* **YOUR ASSIGNMENT**: Please print each record below exactly as it is written.

* **DATA PROVIDED**:

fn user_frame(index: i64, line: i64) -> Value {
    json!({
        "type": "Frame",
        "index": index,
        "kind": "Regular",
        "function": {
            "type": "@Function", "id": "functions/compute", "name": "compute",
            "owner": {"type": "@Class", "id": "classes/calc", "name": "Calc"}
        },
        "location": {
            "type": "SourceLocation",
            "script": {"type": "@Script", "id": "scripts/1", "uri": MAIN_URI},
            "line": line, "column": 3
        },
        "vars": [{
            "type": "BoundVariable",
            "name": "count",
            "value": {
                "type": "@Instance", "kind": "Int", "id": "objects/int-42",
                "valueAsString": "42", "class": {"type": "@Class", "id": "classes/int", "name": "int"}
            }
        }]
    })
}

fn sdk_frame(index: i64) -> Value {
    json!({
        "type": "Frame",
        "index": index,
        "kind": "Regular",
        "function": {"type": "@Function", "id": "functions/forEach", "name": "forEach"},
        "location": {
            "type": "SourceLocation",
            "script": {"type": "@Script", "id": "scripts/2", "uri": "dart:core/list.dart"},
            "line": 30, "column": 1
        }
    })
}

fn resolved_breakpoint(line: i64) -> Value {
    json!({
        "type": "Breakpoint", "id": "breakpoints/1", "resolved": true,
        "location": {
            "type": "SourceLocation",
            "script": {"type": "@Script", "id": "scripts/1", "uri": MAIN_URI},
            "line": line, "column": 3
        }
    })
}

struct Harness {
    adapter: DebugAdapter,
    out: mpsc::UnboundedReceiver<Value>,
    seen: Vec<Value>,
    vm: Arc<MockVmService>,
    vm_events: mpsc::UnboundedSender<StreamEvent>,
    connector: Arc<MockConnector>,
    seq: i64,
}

* **ANSWER BELOW**:
fn user_frame(index: i64, line: i64) -> Value {
    json!({
        "type": "Frame",
        "index": index,
        "kind": "Regular",
        "function": {
            "type": "@Function", "id": "functions/compute", "name": "compute",
            "owner": {"type": "@Class", "id": "classes/calc", "name": "Calc"}
        },
        "location": {
            "type": "SourceLocation",
            "script": {"type": "@Script", "id": "scripts/1", "uri": MAIN_URI},
            "line": line, "column": 3
        },
        "vars": [{
            "type": "BoundVariable",
            "name": "count",
            "value": {
                "type": "@Instance", "kind": "Int", "id": "objects/int-42",
                "valueAsString": "42", "class": {"type": "@Class", "id": "classes/int", "name": "int"}
            }
        }]
    })
}

fn sdk_frame(index: i64) -> Value {
    json!({
        "type": "Frame",
        "index": index,
        "kind": "Regular",
        "function": {"type": "@Function", "id": "functions/forEach", "name": "forEach"},
        "location": {
            "type": "SourceLocation",
            "script": {"type": "@Script", "id": "scripts/2", "uri": "dart:core/list.dart"},
            "line": 30, "column": 1
        }
    })
}

fn resolved_breakpoint(line: i64) -> Value {
    json!({
        "type": "Breakpoint", "id": "breakpoints/1", "resolved": true,
        "location": {
            "type": "SourceLocation",
            "script": {"type": "@Script", "id": "scripts/1", "uri": MAIN_URI},
            "line": line, "column": 3
        }
    })
}

struct Harness {
    adapter: DebugAdapter,
    out: mpsc::UnboundedReceiver<Value>,
    seen: Vec<Value>,
    vm: Arc<MockVmService>,
    vm_events: mpsc::UnboundedSender<StreamEvent>,
    connector: Arc<MockConnector>,
    seq: i64,
}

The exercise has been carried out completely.